**Work order:** Down to the last character, write out the records below.

[Collected data]
◆ ◆ ◆

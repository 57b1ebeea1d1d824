use chrono::{DateTime, Utc};
use serde::{Deserialize, Serialize};

use super::symbol::Symbol;

/// One OHLCV observation for a symbol.
///
/// Daily bars are stamped at midnight UTC of the trading day; quote bars carry
/// the instant they were retrieved.
#[derive(Clone, Debug, PartialEq, Serialize, Deserialize)]
#[serde(rename_all = "camelCase")]
pub struct MarketBar {
    pub symbol: Symbol,
    pub timestamp: DateTime<Utc>,
    pub open: f64,
    pub high: f64,
    pub low: f64,
    pub close: f64,
    pub volume: u64,
}

impl MarketBar {
    pub fn new(
        symbol: Symbol,
        timestamp: DateTime<Utc>,
        open: f64,
        high: f64,
        low: f64,
        close: f64,
        volume: u64,
    ) -> Self {
        Self {
            symbol,
            timestamp,
            open,
            high,
            low,
            close,
            volume,
        }
    }

    /// True when `low <= min(open, close) <= max(open, close) <= high`.
    pub fn satisfies_ohlc(&self) -> bool {
        self.low <= self.open.min(self.close) && self.high >= self.open.max(self.close)
    }
}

◆ ◆ ◆

**Written reply:**
repository 57b1ebeea1d1d824
use chrono::{DateTime, Utc};
use serde::{Deserialize, Serialize};

use super::symbol::Symbol;

/// One OHLCV observation for a symbol.
///
/// Daily bars are stamped at midnight UTC of the trading day; quote bars carry
/// the instant they were retrieved.
#[derive(Clone, Debug, PartialEq, Serialize, Deserialize)]
#[serde(rename_all = "camelCase")]
pub struct MarketBar {
    pub symbol: Symbol,
    pub timestamp: DateTime<Utc>,
    pub open: f64,
    pub high: f64,
    pub low: f64,
    pub close: f64,
    pub volume: u64,
}

impl MarketBar {
    pub fn new(
        symbol: Symbol,
        timestamp: DateTime<Utc>,
        open: f64,
        high: f64,
        low: f64,
        close: f64,
        volume: u64,
    ) -> Self {
        Self {
            symbol,
            timestamp,
            open,
            high,
            low,
            close,
            volume,
        }
    }

    /// True when `low <= min(open, close) <= max(open, close) <= high`.
    pub fn satisfies_ohlc(&self) -> bool {
        self.low <= self.open.min(self.close) && self.high >= self.open.max(self.close)
    }
}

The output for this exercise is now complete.